Print the listing that follows, character for character.

──────── Records for the exercise

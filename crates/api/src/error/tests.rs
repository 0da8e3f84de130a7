use super::{validate, Error};
use alloc::string::ToString;

#[test]
fn display_formats_carry_operands() {
    let e = Error::InvMod {
        value: "6".to_string(),
        modulus: "9".to_string(),
    };
    assert_eq!(e.to_string(), "6 is not invertible modulo 9");

    let e = Error::InvalidModulus {
        modulus: "1".to_string(),
    };
    assert!(e.to_string().contains("greater than 1"));
}

#[test]
fn invmod_is_queryable() {
    let e = Error::InvMod {
        value: "4".to_string(),
        modulus: "8".to_string(),
    };
    match e {
        Error::InvMod { value, modulus } => {
            assert_eq!(value, "4");
            assert_eq!(modulus, "8");
        }
        _ => panic!("wrong variant"),
    }
}

#[test]
fn validate_modulus() {
    assert!(validate::modulus(true, &17).is_ok());
    let err = validate::modulus(false, &1).unwrap_err();
    assert_eq!(
        err,
        Error::InvalidModulus {
            modulus: "1".to_string()
        }
    );
}

#[test]
fn validate_dimension() {
    assert!(validate::dimension("matrix add", 3, 3).is_ok());
    let err = validate::dimension("matrix add", 2, 3).unwrap_err();
    assert_eq!(
        err,
        Error::DimensionMismatch {
            context: "matrix add",
            expected: 3,
            actual: 2
        }
    );
}

#[test]
fn validate_divisor() {
    assert!(validate::divisor(true, "divrem").is_ok());
    assert_eq!(
        validate::divisor(false, "divrem").unwrap_err(),
        Error::DivisionByZero { operation: "divrem" }
    );
}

────────────────

### Solution below
filename crates/api/src/error/tests.rs
repository 0da8e3f84de130a7
use super::{validate, Error};
use alloc::string::ToString;

#[test]
fn display_formats_carry_operands() {
    let e = Error::InvMod {
        value: "6".to_string(),
        modulus: "9".to_string(),
    };
    assert_eq!(e.to_string(), "6 is not invertible modulo 9");

    let e = Error::InvalidModulus {
        modulus: "1".to_string(),
    };
    assert!(e.to_string().contains("greater than 1"));
}

#[test]
fn invmod_is_queryable() {
    let e = Error::InvMod {
        value: "4".to_string(),
        modulus: "8".to_string(),
    };
    match e {
        Error::InvMod { value, modulus } => {
            assert_eq!(value, "4");
            assert_eq!(modulus, "8");
        }
        _ => panic!("wrong variant"),
    }
}

#[test]
fn validate_modulus() {
    assert!(validate::modulus(true, &17).is_ok());
    let err = validate::modulus(false, &1).unwrap_err();
    assert_eq!(
        err,
        Error::InvalidModulus {
            modulus: "1".to_string()
        }
    );
}

#[test]
fn validate_dimension() {
    assert!(validate::dimension("matrix add", 3, 3).is_ok());
    let err = validate::dimension("matrix add", 2, 3).unwrap_err();
    assert_eq!(
        err,
        Error::DimensionMismatch {
            context: "matrix add",
            expected: 3,
            actual: 2
        }
    );
}

#[test]
fn validate_divisor() {
    assert!(validate::divisor(true, "divrem").is_ok());
    assert_eq!(
        validate::divisor(false, "divrem").unwrap_err(),
        Error::DivisionByZero { operation: "divrem" }
    );
}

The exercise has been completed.